An ideology, religious or political, is a doctrine giving expression to a set of coherent ideas and beliefs that claims both to represent the objective truth and to be dedicated to attaining the highest moral good.
Despite these noble claims, in order to attain the objectives for which they are actually created, all ideologies share two questionable basic characteristics.
FIrstly, they are designed specifically to exploit the common human feeling that life, as it is normally lived, lacks real meaning or significance.
Secondly, to then gratify this emotional need, they offer an alternative vision of an ideal, future human existence that will provide people with the desired meaning and significance, as soon as that vision is finally realised, through the application of their dogma.
The identifying hallmark of ideologies is their initial public declaration that a particular state of affairs on earth is morally unacceptable, followed by the presentation of a utopian solution to the perceived problem.

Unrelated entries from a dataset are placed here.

//! Fennec - Whisper-compatible round-robin time series storage.
//!
//! This crate reads and writes fixed-size round-robin database files in the
//! format used by the Graphite Whisper storage engine. A single file stores
//! one metric as a series of concentric archives at progressively coarser
//! resolutions; writes into the highest-resolution archive are downsampled
//! into the coarser archives automatically.
//!
//! # Components
//!
//! - [`create`] / [`info`]: file layout and header round-trips
//! - [`update`]: single-point writes with downsampling propagation
//! - [`fetch`]: dense time-window reads that may wrap the ring
//! - [`validate_archives`]: archive list well-formedness checks
//!
//! # Example
//!
//! ```rust,ignore
//! use fennec::{create, fetch, update, ArchiveSpec, CreateOptions};
//!
//! // One archive at 1s resolution for an hour, one at 1m for a day.
//! let archives = [ArchiveSpec::new(1, 3600), ArchiveSpec::new(60, 1440)];
//! create("cpu.wsp", &archives, &CreateOptions::default())?;
//!
//! // Write a point and read it back.
//! update("cpu.wsp", 0.75, None, None)?;
//! let series = fetch("cpu.wsp", now - 300, None, None)?;
//! ```

#![deny(missing_docs)]

pub mod error;
pub mod wsp;

pub use error::{Result, WhisperError};
pub use wsp::file::{
    auto_flush, cache_headers, clear_header_cache, create, evict_header, fetch, info,
    set_auto_flush, set_cache_headers, update, CreateOptions,
};
pub use wsp::header::{AggregationMethod, ArchiveInfo, Header, Metadata, Point};
pub use wsp::schema::{validate_archives, ArchiveSpec};
pub use wsp::{ArchiveFetch, TimeInfo, Timestamp};
//! Big-endian primitives for the on-disk format.
//!
//! Everything in a whisper file is either a `u64` or an IEEE-754 `f64`,
//! both stored big-endian with no padding.

use std::io::{self, Read, Write};

/// Reads a big-endian `u64`.
pub fn read_u64<R: Read>(reader: &mut R) -> io::Result<u64> {
    let mut buf = [0u8; 8];
    reader.read_exact(&mut buf)?;
    Ok(u64::from_be_bytes(buf))
}

/// Reads a big-endian IEEE-754 `f64`.
pub fn read_f64<R: Read>(reader: &mut R) -> io::Result<f64> {
    let mut buf = [0u8; 8];
    reader.read_exact(&mut buf)?;
    Ok(f64::from_be_bytes(buf))
}

/// Writes a big-endian `u64`.
pub fn write_u64<W: Write>(writer: &mut W, value: u64) -> io::Result<()> {
    writer.write_all(&value.to_be_bytes())
}

/// Writes a big-endian IEEE-754 `f64`.
pub fn write_f64<W: Write>(writer: &mut W, value: f64) -> io::Result<()> {
    writer.write_all(&value.to_be_bytes())
}

#[cfg(test)]
mod tests {
    use super::*;
    use std::io::Cursor;

    #[test]
    fn test_u64_roundtrip() {
        let mut buf = Vec::new();
        write_u64(&mut buf, 0x0102_0304_0506_0708).unwrap();
        assert_eq!(buf, [1, 2, 3, 4, 5, 6, 7, 8]);

        let mut cursor = Cursor::new(buf);
        assert_eq!(read_u64(&mut cursor).unwrap(), 0x0102_0304_0506_0708);
    }

    #[test]
    fn test_f64_roundtrip() {
        for value in [0.0, 1.337, -273.15, f64::MAX, f64::MIN_POSITIVE] {
            let mut buf = Vec::new();
            write_f64(&mut buf, value).unwrap();
            assert_eq!(buf.len(), 8);

            let mut cursor = Cursor::new(buf);
            assert_eq!(read_f64(&mut cursor).unwrap(), value);
        }
    }

    #[test]
    fn test_f64_is_big_endian() {
        let mut buf = Vec::new();
        write_f64(&mut buf, 1.0).unwrap();
        // IEEE-754 for 1.0 is 0x3FF0000000000000, sign/exponent byte first.
        assert_eq!(buf, [0x3F, 0xF0, 0, 0, 0, 0, 0, 0]);
    }

    #[test]
    fn test_short_read() {
        let mut cursor = Cursor::new(vec![0u8; 4]);
        assert!(read_u64(&mut cursor).is_err());
    }
}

As a religious ideology, Christianity offers sinful humanity holy redemption and the glorious prospect of life after death, provided that its dogma is obeyed. As secular ideologies, Socialism and Communism offer morally imperfect humanity just and perfect social systems here on earth, provided their dogmas are obeyed. Fascism in Nazi Germany offered Germans the vision of a pure, Arian society, free of all racial ‘contamination’, provided its racial dogma was obeyed.
For their own ends
The objective of the psychologically astute individuals who create ideologies, such as Paul of Tarsus, Saint-Simon, Marx, Lenin, Mao, and Hitler, is to be able to control or modify the behaviour of others, for their own ends. To be able to achieve this successfully, however, and have people accept their novel ideology as credible and preferable to the old, existing dominant ideology, they require an effective agency.

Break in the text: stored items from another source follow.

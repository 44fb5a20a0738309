//! Aggregation of cached cases into one flat CSV feature table.
//!
//! Windowed feature series are summarized here into four scalars each;
//! the whole-record HRV metrics are recomputed from the cached RR
//! sequences so a cache built in any analysis mode still aggregates.

use crate::analysis::measures::{hurst_exponent, sample_entropy, spectral_entropy};
use crate::analysis::stats::describe;
use crate::case::ProcessedCase;
use crate::error::CacheError;
use crate::metrics::hrv::{freq_domain, poincare_summary, time_domain};
use crate::signal::WindowSeries;
use csv::WriterBuilder;
use log::{info, warn};
use std::collections::BTreeMap;
use std::fs::File;
use std::path::Path;

/// Resampling rate of the RR signal for the Welch periodogram, in Hz.
const INTERP_RATE: f64 = 4.0;

/// Fixed output schema. Rows are validated against this width before
/// anything is written.
pub const TABLE_COLUMNS: &[&str] = &[
    "case",
    "record",
    "condition",
    "cond_id",
    "hurst",
    "cvnni",
    "cvsd",
    "mean_nni",
    "lf_hf_ratio",
    "total_power",
    "ratio_sd2_sd1",
    "sampen",
    "app_ent_mean",
    "app_ent_variance",
    "app_ent_skewness",
    "app_ent_spectral_entropy",
    "samp_ent_mean",
    "samp_ent_variance",
    "samp_ent_skewness",
    "samp_ent_spectral_entropy",
    "hfd_mean",
    "hfd_variance",
    "hfd_skewness",
    "hfd_spectral_entropy",
    "dfa_mean",
    "dfa_variance",
    "dfa_skewness",
    "dfa_spectral_entropy",
];

/// Pathology labels with fixed numeric ids.
pub const CONDITION_IDS: &[(&str, u32)] = &[
    ("atrial_fibrillation", 0),
    ("congestive_heartfailure", 1),
    ("myocardial_infarction", 2),
];

/// Distribution summary of one windowed feature series.
#[derive(Debug, Clone, Copy, PartialEq)]
pub struct SeriesSummary {
    pub mean: f64,
    pub variance: f64,
    pub skewness: f64,
    pub spectral_entropy: f64,
}

impl SeriesSummary {
    pub fn of(series: &WindowSeries) -> Self {
        let moments = describe(&series.values);
        Self {
            mean: moments.mean,
            variance: moments.variance,
            skewness: moments.skewness,
            spectral_entropy: spectral_entropy(&series.values),
        }
    }
}

/// One output row, one per (case, record).
#[derive(Debug, Clone)]
pub struct FeatureRow {
    pub case: String,
    pub record: String,
    pub condition: String,
    pub cond_id: u32,
    pub hurst: f64,
    pub cvnni: f64,
    pub cvsd: f64,
    pub mean_nni: f64,
    pub lf_hf_ratio: f64,
    pub total_power: f64,
    pub ratio_sd2_sd1: f64,
    pub sampen: f64,
    pub app_ent: SeriesSummary,
    pub samp_ent: SeriesSummary,
    pub hfd: SeriesSummary,
    pub dfa: SeriesSummary,
}

impl FeatureRow {
    /// Field values in `TABLE_COLUMNS` order.
    pub fn values(&self) -> Vec<String> {
        let mut out = vec![
            self.case.clone(),
            self.record.clone(),
            self.condition.clone(),
            self.cond_id.to_string(),
        ];
        let scalars = [
            self.hurst,
            self.cvnni,
            self.cvsd,
            self.mean_nni,
            self.lf_hf_ratio,
            self.total_power,
            self.ratio_sd2_sd1,
            self.sampen,
        ];
        out.extend(scalars.iter().map(|v| v.to_string()));
        for summary in [&self.app_ent, &self.samp_ent, &self.hfd, &self.dfa] {
            out.push(summary.mean.to_string());
            out.push(summary.variance.to_string());
            out.push(summary.skewness.to_string());
            out.push(summary.spectral_entropy.to_string());
        }
        out
    }
}

/// Numeric id per pathology label: the fixed registry first, labels
/// outside it sorted and numbered after the registry. Dataset splits
/// with unexpected labels still aggregate deterministically.
pub fn condition_ids(cases: &[ProcessedCase]) -> BTreeMap<String, u32> {
    let mut ids: BTreeMap<String, u32> =
        CONDITION_IDS.iter().map(|(label, id)| (label.to_string(), *id)).collect();
    let mut extra: Vec<&str> = cases
        .iter()
        .map(|c| c.case.pathology.as_str())
        .filter(|label| !ids.contains_key(*label))
        .collect();
    extra.sort_unstable();
    extra.dedup();
    let base = CONDITION_IDS.len() as u32;
    for (offset, label) in extra.into_iter().enumerate() {
        ids.insert(label.to_string(), base + offset as u32);
    }
    ids
}

/// One row per record bundle. A record without a nonempty windowed
/// complexity battery, or with an empty RR sequence, is skipped with a
/// warning.
pub fn build_table(cases: &[ProcessedCase]) -> Vec<FeatureRow> {
    let ids = condition_ids(cases);
    let mut rows = Vec::new();
    for case in cases {
        let cond_id = ids[&case.case.pathology];
        for (name, bundle) in &case.bundles {
            let nonlinear = match &bundle.nonlinear {
                Some(nl) if !nl.app_entropy.is_empty() => nl,
                _ => {
                    warn!(
                        "case {}: record {name} has no windowed features, skipped",
                        case.case.id
                    );
                    continue;
                }
            };
            if bundle.rr.is_empty() {
                warn!("case {}: record {name} has an empty RR sequence, skipped", case.case.id);
                continue;
            }
            let time = time_domain(&bundle.rr);
            let freq = freq_domain(&bundle.rr, INTERP_RATE);
            let poincare = poincare_summary(&bundle.rr);
            rows.push(FeatureRow {
                case: case.case.id.clone(),
                record: name.clone(),
                condition: case.case.pathology.clone(),
                cond_id,
                hurst: hurst_exponent(&bundle.rr.rr),
                cvnni: time.cvnni,
                cvsd: time.cvsd,
                mean_nni: time.mean_nni,
                lf_hf_ratio: freq.lf_hf_ratio,
                total_power: freq.total_power,
                ratio_sd2_sd1: poincare.sd_ratio,
                sampen: sample_entropy(&bundle.rr.rr, 2),
                app_ent: SeriesSummary::of(&nonlinear.app_entropy),
                samp_ent: SeriesSummary::of(&nonlinear.sample_entropy),
                hfd: SeriesSummary::of(&nonlinear.higuchi_fd),
                dfa: SeriesSummary::of(&nonlinear.dfa),
            });
        }
    }
    info!("table built: {} rows from {} cases", rows.len(), cases.len());
    rows
}

/// Write rows as CSV under the fixed schema.
pub fn write_table(path: &Path, rows: &[FeatureRow]) -> Result<(), CacheError> {
    let mut records = Vec::with_capacity(rows.len());
    for row in rows {
        let values = row.values();
        if values.len() != TABLE_COLUMNS.len() {
            return Err(CacheError::Encode {
                case: row.case.clone(),
                reason: format!(
                    "row for record {} has {} fields, schema has {}",
                    row.record,
                    values.len(),
                    TABLE_COLUMNS.len()
                ),
            });
        }
        records.push(values);
    }
    let file = File::create(path)
        .map_err(|source| CacheError::Io { path: path.to_path_buf(), source })?;
    let mut writer = WriterBuilder::new().from_writer(file);
    writer.write_record(TABLE_COLUMNS).map_err(|e| table_err(path, e))?;
    for record in &records {
        writer.write_record(record).map_err(|e| table_err(path, e))?;
    }
    writer
        .flush()
        .map_err(|source| CacheError::Io { path: path.to_path_buf(), source })?;
    info!("wrote {} rows to {}", records.len(), path.display());
    Ok(())
}

fn table_err(path: &Path, err: csv::Error) -> CacheError {
    CacheError::Table { path: path.to_path_buf(), reason: err.to_string() }
}

#[cfg(test)]
mod tests {
    use super::*;
    use crate::analysis::window::{nonlinear_features, WindowConfig};
    use crate::case::{Case, FeatureBundle, ProcessedCase};
    use crate::signal::RRSeries;
    use rand::rngs::StdRng;
    use rand::{Rng, SeedableRng};
    use std::fs;
    use tempfile::tempdir;

    fn noisy_rr(n: usize, seed: u64) -> RRSeries {
        let mut rng = StdRng::seed_from_u64(seed);
        RRSeries { rr: (0..n).map(|_| rng.gen_range(0.6..1.0)).collect() }
    }

    fn bundle_from(rr: RRSeries) -> FeatureBundle {
        let cfg = WindowConfig::new(16, 0.5).unwrap();
        let nonlinear = Some(nonlinear_features(&rr, &cfg));
        FeatureBundle { rr, linear: None, nonlinear }
    }

    fn processed(id: &str, pathology: &str, bundles: Vec<(&str, FeatureBundle)>) -> ProcessedCase {
        ProcessedCase {
            case: Case {
                id: id.to_string(),
                pathology: pathology.to_string(),
                sig_thresh: 1000,
                records: Vec::new(),
            },
            channel: "II".to_string(),
            bundles: bundles.into_iter().map(|(n, b)| (n.to_string(), b)).collect(),
        }
    }

    #[test]
    fn schema_width_is_stable() {
        assert_eq!(TABLE_COLUMNS.len(), 28);
        assert_eq!(TABLE_COLUMNS[..4], ["case", "record", "condition", "cond_id"]);
        let case = processed(
            "p000001",
            "atrial_fibrillation",
            vec![("r1", bundle_from(noisy_rr(64, 7)))],
        );
        let rows = build_table(&[case]);
        assert_eq!(rows.len(), 1);
        assert_eq!(rows[0].values().len(), TABLE_COLUMNS.len());
    }

    #[test]
    fn condition_ids_extend_the_registry() {
        let cases = vec![
            processed("p000001", "myocardial_infarction", vec![]),
            processed("p000002", "zz_newest", vec![]),
            processed("p000003", "an_unknown", vec![]),
            processed("p000004", "zz_newest", vec![]),
        ];
        let ids = condition_ids(&cases);
        assert_eq!(ids["atrial_fibrillation"], 0);
        assert_eq!(ids["congestive_heartfailure"], 1);
        assert_eq!(ids["myocardial_infarction"], 2);
        assert_eq!(ids["an_unknown"], 3);
        assert_eq!(ids["zz_newest"], 4);
    }

    #[test]
    fn incomplete_bundles_are_skipped() {
        let complete = bundle_from(noisy_rr(64, 11));
        let no_nonlinear = FeatureBundle {
            rr: noisy_rr(64, 12),
            linear: None,
            nonlinear: None,
        };
        // 4 intervals fit no 16-sample window, so its series are empty
        let too_short = bundle_from(noisy_rr(4, 13));
        let case = processed(
            "p000001",
            "atrial_fibrillation",
            vec![("r1", complete), ("r2", no_nonlinear), ("r3", too_short)],
        );
        let rows = build_table(&[case]);
        assert_eq!(rows.len(), 1);
        assert_eq!(rows[0].record, "r1");
    }

    #[test]
    fn row_fields_follow_the_column_order() {
        let case = processed(
            "p000009",
            "congestive_heartfailure",
            vec![("r1", bundle_from(noisy_rr(64, 3)))],
        );
        let rows = build_table(&[case]);
        let values = rows[0].values();
        assert_eq!(values[0], "p000009");
        assert_eq!(values[1], "r1");
        assert_eq!(values[2], "congestive_heartfailure");
        assert_eq!(values[3], "1");
        assert_eq!(values[4], rows[0].hurst.to_string());
        assert_eq!(values[11], rows[0].sampen.to_string());
        assert_eq!(values[12], rows[0].app_ent.mean.to_string());
        assert_eq!(values[27], rows[0].dfa.spectral_entropy.to_string());
    }

    #[test]
    fn written_table_round_trips_through_csv() {
        let tmp = tempdir().unwrap();
        let path = tmp.path().join("complete_data.csv");
        let cases = vec![
            processed(
                "p000001",
                "atrial_fibrillation",
                vec![("r1", bundle_from(noisy_rr(64, 1)))],
            ),
            processed(
                "p000002",
                "congestive_heartfailure",
                vec![("r1", bundle_from(noisy_rr(64, 2)))],
            ),
        ];
        let rows = build_table(&cases);
        assert_eq!(rows.len(), 2);
        write_table(&path, &rows).unwrap();

        let text = fs::read_to_string(&path).unwrap();
        let mut lines = text.lines();
        assert_eq!(lines.next().unwrap(), TABLE_COLUMNS.join(","));
        assert_eq!(lines.count(), rows.len());
        assert!(text.contains("atrial_fibrillation"));
    }

    #[test]
    fn metronomic_rr_serializes_the_infinite_ratio() {
        let rr = RRSeries { rr: vec![0.8; 64] };
        let case = processed("p000005", "myocardial_infarction", vec![("r1", bundle_from(rr))]);
        let rows = build_table(&[case]);
        assert!(rows[0].ratio_sd2_sd1.is_infinite());

        let tmp = tempdir().unwrap();
        let path = tmp.path().join("t.csv");
        write_table(&path, &rows).unwrap();
        let text = fs::read_to_string(&path).unwrap();
        assert!(text.contains("inf"));
    }
}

For ideologies, this agency is always morality, because morality, as the means by which human society controls the individual beliefs and behaviour of its members, is the only way that ideologues are able to gain the moral authority required to influence people and have them willingly accept what they should believe and how they should behave.
Throughout human history, ideologies have been the way the dominant minority in each society has effectively controlled the credulous and acquiescent majority. This is what ideologies exist for. The emotional need in so many humans to have meaning or significance imparted to their lives (perhaps those individuals who do not attempt to formulate their own philosophy) has provided a consistent public need for ideology. Until the development of the scientific method in the 16th-century, this invariably took a religious form.
Ideologues accordingly always base the ideology that they create upon their local society’s moral code, to which they add novel moral injunctions that specifically vindicate their ideology. In this regard, morality has proved much more efficient and cost-effective as the agency of mass control than physical violence.
In order to gain the moral authority required to be able successfully to tell people what to believe, religious ideologies will claim divine revelation as the source of their moral authority. In secular communities, where belief in the existence of the supernatural is no longer credible, ideologies will nevertheless imply that there still exists an objective, moral truth in the universe, superior to humanity, and that morality is not simply subjective and relative human moral opinion.
Secular claim
This seemingly secular claim that morality is objective and universal, however, relies no less on the supernatural for its universal moral authority, but the claim is made by implication, rather than openly. In this regard, socialism and communism are effectively religions, appropriately secularised for an industrial era.
Apart from the two defining ideological characteristics detailed above, there are others that ideologies also inevitably share. Among these is their authoritarian nature. Because they all claim or imply access to an objective truth, they do not tolerate any opinion that questions their version of that truth.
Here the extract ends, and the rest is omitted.